Inverse Trig Functions Arcsine Arccosine and Arctangent
Arcsine Function The Arcsine function is defined as the inverse of the sine function. It is shown to the right.
Inverse Sine Graph You know that a function’s inverse is its reflection across the line y = x. Each point (x, y) on the graph of a function is matched to a point (y, x) on the graph of the inverse. The point (π, 0) is on the sine graph, and the point (0, π) is on the graph of its inverse. By this definition, the inverse sine graph would look like the blue graph to the right. (0, π) (π, 0)
Arcsine Function You will note, however, that the inverse sine graph is NOT a function. It fails the vertical line test miserably. We would like to be able to refer to a function that is the inverse of the sine function, though, so we define the arcsine function to be only a portion of the inverse sine graph. You will note that although vertical lines will pass through the inverse sine graph multiple times, each vertical line only crosses the bold section of the graph exactly once. This is the segment where the y-values lie between –π/2 to π/2. Also note that if this segment is made any longer, there will be a vertical line that crosses the segment more than once. This segment is as long as it can possibly be without failing the vertical line test.

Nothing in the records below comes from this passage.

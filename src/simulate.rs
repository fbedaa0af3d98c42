// Synthetic CTRV scenario generator
//
// Produces a ground-truth trajectory and noisy measurements alternating
// between lidar and radar, for exercising the filter without a data file.

use nalgebra::SVector;
use rand::rngs::StdRng;
use rand::{Rng, SeedableRng};
use rand_distr::StandardNormal;

use crate::config::FilterConfig;
use crate::constants::{N_AUG, N_X, US_PER_SECOND};
use crate::kalman::motion::ctrv_transition;
use crate::kalman::normalize_angle;
use crate::measurement::{Measurement, MeasurementRecord};
use crate::metrics::state_to_cartesian;

/// Parameters of a simulated run
#[derive(Debug, Clone)]
pub struct Scenario {
    /// True initial state [px, py, v, yaw, yaw_rate]
    pub initial_state: [f64; N_X],
    /// Number of measurements to generate
    pub steps: usize,
    /// Time between measurements (microseconds)
    pub interval_us: i64,
    /// Timestamp of the first measurement (microseconds)
    pub start_us: i64,
    /// Seed for measurement noise
    pub seed: u64,
}

impl Default for Scenario {
    fn default() -> Self {
        Scenario {
            initial_state: [5.0, 1.0, 5.0, 0.5, 0.2],
            steps: 500,
            interval_us: 50_000,
            start_us: 0,
            seed: 42,
        }
    }
}

/// Generate measurements with ground truth, alternating lidar and radar.
///
/// Noise std-devs are taken from `config` so a filter built from the same
/// config is correctly tuned for the generated data.
pub fn generate(scenario: &Scenario, config: &FilterConfig) -> Vec<MeasurementRecord> {
    let mut rng = StdRng::seed_from_u64(scenario.seed);

    let dt = scenario.interval_us as f64 / US_PER_SECOND;
    let mut truth = SVector::<f64, N_X>::from_column_slice(&scenario.initial_state);
    let mut records = Vec::with_capacity(scenario.steps);

    for step in 0..scenario.steps {
        if step > 0 {
            let mut point = SVector::<f64, N_AUG>::zeros();
            point.fixed_rows_mut::<N_X>(0).copy_from(&truth);
            truth = ctrv_transition(&point, dt);
            truth[3] = normalize_angle(truth[3]);
        }

        let timestamp_us = scenario.start_us + step as i64 * scenario.interval_us;
        let px = truth[0];
        let py = truth[1];

        let measurement = if step % 2 == 0 {
            Measurement::linear(
                px + noise(&mut rng, config.linear_pos_x_std),
                py + noise(&mut rng, config.linear_pos_y_std),
                timestamp_us,
            )
        } else {
            let rho = px.hypot(py);
            let phi = py.atan2(px);
            let rho_dot = if rho > 0.0 {
                (px * truth[2] * truth[3].cos() + py * truth[2] * truth[3].sin()) / rho
            } else {
                0.0
            };
            Measurement::range_bearing(
                rho + noise(&mut rng, config.range_std),
                normalize_angle(phi + noise(&mut rng, config.bearing_std)),
                rho_dot + noise(&mut rng, config.range_rate_std),
                timestamp_us,
            )
        };

        records.push(MeasurementRecord {
            measurement,
            ground_truth: Some(state_to_cartesian(&truth)),
        });
    }

    records
}

/// Zero-mean Gaussian sample; a zero std-dev yields exactly 0
fn noise(rng: &mut StdRng, std_dev: f64) -> f64 {
    let sample: f64 = rng.sample(StandardNormal);
    std_dev * sample
}
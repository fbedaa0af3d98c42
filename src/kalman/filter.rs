// CTRV unscented Kalman filter for a single tracked object
//
// Owns the belief (mean + covariance), fuses lidar and radar measurements
// with a predict-then-update cycle per measurement, and keeps the NIS of the
// latest update of each sensor for consistency monitoring.

use nalgebra::{Matrix2, Matrix3, SMatrix, SVector, Vector2, Vector3};
use tracing::{debug, info, warn};

use super::motion::ctrv_transition;
use super::sensor::{
    linear_noise, linear_projection, range_bearing_noise, range_bearing_projection,
};
use super::unscented::{
    angle_residual, augmented_sigma_points, cross_covariance, normalize_angle, points2moments,
    sigma_weights, transform_points, Moments, SigmaMatrix, Weights,
};
use crate::config::FilterConfig;
use crate::constants::*;
use crate::error::{ConfigError, EstimatorError};
use crate::measurement::{Measurement, Modality, Reading};

/// State vector: [px, py, v, yaw, yaw_rate]
pub type StateVector = SVector<f64, N_X>;

/// State covariance (5x5)
pub type StateCovariance = SMatrix<f64, N_X, N_X>;

/// What a call to [`UnscentedKalmanFilter::process_measurement`] did
#[derive(Debug, Clone, Copy, PartialEq)]
pub enum ProcessOutcome {
    /// First accepted measurement seeded the belief; no predict/update ran
    Initialized,
    /// Predict and update ran; carries the NIS of this update
    Updated { nis: f64 },
    /// The measurement's sensor is disabled
    Skipped,
}

/// Unscented Kalman filter with a CTRV motion model
///
/// Measurements must arrive in non-decreasing timestamp order. The filter
/// neither buffers nor reorders; a backwards timestamp produces a negative
/// `dt`. Not safe to share between threads without external locking.
#[derive(Debug, Clone)]
pub struct UnscentedKalmanFilter {
    config: FilterConfig,
    weights: Weights,
    linear_noise: Matrix2<f64>,
    range_bearing_noise: Matrix3<f64>,

    initialized: bool,
    timestamp_us: i64,
    mean: StateVector,
    covariance: StateCovariance,

    // State sigma points from the latest prediction, consumed by the update
    sigma_points_pred: SigmaMatrix<N_X>,

    nis_linear: f64,
    nis_range_bearing: f64,
}

impl UnscentedKalmanFilter {
    /// Create an uninitialized filter
    pub fn new(config: FilterConfig) -> Result<Self, ConfigError> {
        config.validate()?;
        let linear_noise = linear_noise(&config);
        let range_bearing_noise = range_bearing_noise(&config);
        let (mean, covariance) = prior(&config);
        Ok(Self {
            weights: sigma_weights(),
            linear_noise,
            range_bearing_noise,
            initialized: false,
            timestamp_us: 0,
            mean,
            covariance,
            sigma_points_pred: SigmaMatrix::<N_X>::zeros(),
            nis_linear: 0.0,
            nis_range_bearing: 0.0,
            config,
        })
    }

    /// Return to the uninitialized state. The next accepted measurement
    /// re-seeds the belief.
    pub fn reset(&mut self) {
        self.initialized = false;
        self.timestamp_us = 0;
        (self.mean, self.covariance) = prior(&self.config);
        self.sigma_points_pred = SigmaMatrix::<N_X>::zeros();
        self.nis_linear = 0.0;
        self.nis_range_bearing = 0.0;
    }

    pub fn config(&self) -> &FilterConfig {
        &self.config
    }

    pub fn is_initialized(&self) -> bool {
        self.initialized
    }

    /// Timestamp of the last processed measurement (microseconds)
    pub fn timestamp_us(&self) -> i64 {
        self.timestamp_us
    }

    pub fn mean(&self) -> &StateVector {
        &self.mean
    }

    pub fn covariance(&self) -> &StateCovariance {
        &self.covariance
    }

    /// NIS of the latest lidar update
    pub fn nis_linear(&self) -> f64 {
        self.nis_linear
    }

    /// NIS of the latest radar update
    pub fn nis_range_bearing(&self) -> f64 {
        self.nis_range_bearing
    }

    /// Whether measurements of this modality are processed
    pub fn accepts(&self, modality: Modality) -> bool {
        match modality {
            Modality::Linear => self.config.enable_linear_sensor,
            Modality::RangeBearing => self.config.enable_nonlinear_sensor,
        }
    }

    /// Fuse one measurement.
    ///
    /// The first accepted measurement initializes the belief. Every later one
    /// runs `predict(dt)` followed by the sensor-specific update.
    ///
    /// `CovarianceNotPositiveDefinite` leaves the belief as it was before the
    /// call; the session should be [`reset`](Self::reset). `SingularInnovation`
    /// keeps the prediction and skips the correction.
    pub fn process_measurement(
        &mut self,
        measurement: &Measurement,
    ) -> Result<ProcessOutcome, EstimatorError> {
        let modality = measurement.modality();
        if !self.accepts(modality) {
            debug!("Skipping {:?} measurement: sensor disabled", modality);
            return Ok(ProcessOutcome::Skipped);
        }

        if !self.initialized {
            self.initialize(measurement);
            return Ok(ProcessOutcome::Initialized);
        }

        let elapsed_us = measurement.timestamp_us.saturating_sub(self.timestamp_us);
        let dt = elapsed_us as f64 / US_PER_SECOND;
        self.predict(dt)?;
        self.timestamp_us = measurement.timestamp_us;

        let nis = match measurement.reading {
            Reading::Linear(z) => self.update_linear(&z)?,
            Reading::RangeBearing(z) => self.update_range_bearing(&z)?,
        };
        Ok(ProcessOutcome::Updated { nis })
    }

    /// Seed the belief from the first measurement
    fn initialize(&mut self, measurement: &Measurement) {
        (self.mean, self.covariance) = prior(&self.config);

        // Speed and heading are not observed instantaneously; keep the prior
        let position = measurement.position();
        self.mean[0] = position[0];
        self.mean[1] = position[1];

        self.timestamp_us = measurement.timestamp_us;
        self.initialized = true;
        info!(
            "Initialized from {:?} at ({:.3}, {:.3}), t={}us",
            measurement.modality(),
            position[0],
            position[1],
            measurement.timestamp_us
        );
    }

    /// Propagate the belief `dt` seconds through the CTRV model.
    ///
    /// Stores the propagated sigma points for the following update.
    pub fn predict(&mut self, dt: f64) -> Result<(), EstimatorError> {
        let state = Moments {
            mean: self.mean,
            covariance: self.covariance,
        };
        let augmented = augmented_sigma_points(
            &state,
            self.config.accel_noise_std,
            self.config.yaw_accel_noise_std,
        )?;

        let predicted: SigmaMatrix<N_X> = transform_points(&augmented, |p| ctrv_transition(p, dt));
        let moments = points2moments(
            &predicted,
            &self.weights,
            angle_residual::<N_X>(YAW_INDEX),
            None,
        );

        self.sigma_points_pred = predicted;
        self.mean = moments.mean;
        self.covariance = moments.covariance;
        debug!("Predicted dt={:.6}s mean={:?}", dt, self.mean.as_slice());
        Ok(())
    }

    /// Correct the predicted belief with a lidar position `[px, py]`.
    ///
    /// Uses the sigma points of the latest [`predict`](Self::predict).
    /// Returns the NIS of the update.
    pub fn update_linear(&mut self, z: &Vector2<f64>) -> Result<f64, EstimatorError> {
        let noise = self.linear_noise;
        let nis = self.correct(z, linear_projection, noise, None, "linear")?;
        self.nis_linear = nis;
        Ok(nis)
    }

    /// Correct the predicted belief with a radar reading `[rho, phi, rho_dot]`.
    ///
    /// Bearing residuals are wrapped into (-pi, pi]. Returns the NIS.
    pub fn update_range_bearing(&mut self, z: &Vector3<f64>) -> Result<f64, EstimatorError> {
        let noise = self.range_bearing_noise;
        let nis = self.correct(
            z,
            range_bearing_projection,
            noise,
            Some(BEARING_INDEX),
            "range-bearing",
        )?;
        self.nis_range_bearing = nis;
        Ok(nis)
    }

    fn correct<const M: usize, F>(
        &mut self,
        z: &SVector<f64, M>,
        project: F,
        noise: SMatrix<f64, M, M>,
        angle_index: Option<usize>,
        sensor: &'static str,
    ) -> Result<f64, EstimatorError>
    where
        F: Fn(&StateVector) -> SVector<f64, M>,
    {
        let z_residual = move |mut diff: SVector<f64, M>| {
            if let Some(i) = angle_index {
                diff[i] = normalize_angle(diff[i]);
            }
            diff
        };

        let z_points: SigmaMatrix<M> = transform_points(&self.sigma_points_pred, project);
        let z_pred = points2moments(&z_points, &self.weights, z_residual, Some(&noise));

        let cross = cross_covariance(
            &self.sigma_points_pred,
            &self.mean,
            angle_residual::<N_X>(YAW_INDEX),
            &z_points,
            &z_pred.mean,
            z_residual,
            &self.weights,
        );

        let s_inv = invert_innovation_covariance(z_pred.covariance, sensor)?;
        let gain = cross * s_inv;
        let innovation = z_residual(z - z_pred.mean);
        let nis = (innovation.transpose() * s_inv * innovation)[(0, 0)];

        self.mean += gain * innovation;
        self.mean[YAW_INDEX] = normalize_angle(self.mean[YAW_INDEX]);

        let covariance = self.covariance - gain * z_pred.covariance * gain.transpose();
        self.covariance = (covariance + covariance.transpose()) * 0.5;

        debug!("{} update NIS={:.4}", sensor, nis);
        Ok(nis)
    }
}

/// Prior belief: configured mean and diagonal covariance
fn prior(config: &FilterConfig) -> (StateVector, StateCovariance) {
    let mean = StateVector::from_column_slice(&config.prior_mean);
    let variance = StateVector::from_column_slice(&config.prior_variance);
    (mean, StateCovariance::from_diagonal(&variance))
}

/// Invert the innovation covariance, regularizing it once when singular or
/// ill-conditioned
fn invert_innovation_covariance<const M: usize>(
    s: SMatrix<f64, M, M>,
    sensor: &'static str,
) -> Result<SMatrix<f64, M, M>, EstimatorError> {
    if let Some(inverse) = well_conditioned_inverse(&s) {
        return Ok(inverse);
    }

    let jitter = INNOVATION_JITTER.max(s.norm() * INNOVATION_RELATIVE_JITTER);
    warn!("{} innovation covariance is ill-conditioned, adding jitter {:e}", sensor, jitter);
    let jittered = s + SMatrix::<f64, M, M>::identity() * jitter;
    well_conditioned_inverse(&jittered).ok_or(EstimatorError::SingularInnovation { sensor })
}

/// Inverse of `s` when it exists, is finite and the condition estimate
/// stays below `INNOVATION_MAX_CONDITION`
fn well_conditioned_inverse<const M: usize>(s: &SMatrix<f64, M, M>) -> Option<SMatrix<f64, M, M>> {
    let inverse = s.try_inverse()?;
    if !inverse.iter().all(|x| x.is_finite()) {
        return None;
    }
    let condition = s.norm() * inverse.norm();
    (condition.is_finite() && condition <= INNOVATION_MAX_CONDITION).then_some(inverse)
}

Arcsine Domain and Range Does this segment cover all of the domain of the sine function? We noted that this segment has a domain [-1, 1] and a range [–π/2, π/2]. Thus, the inverse of this function, the sine function, must have a range [-1, 1] and a domain [–π/2, π/2] since each point (x, y) on one graph must be matched to a point (y, x) on its inverse. This means that the x- and y-values are switched between functions that are each other’s inverses. Therefore only the section of the sine function from [–π/2, π/2] has an inverse.
Arccosine and Arctangent Similarly, we must restrict the arccosine and arctangent graphs to obtain functions. The portions shown in bold are the functions f(x) = arccos(x) and g(x) = arctan(x).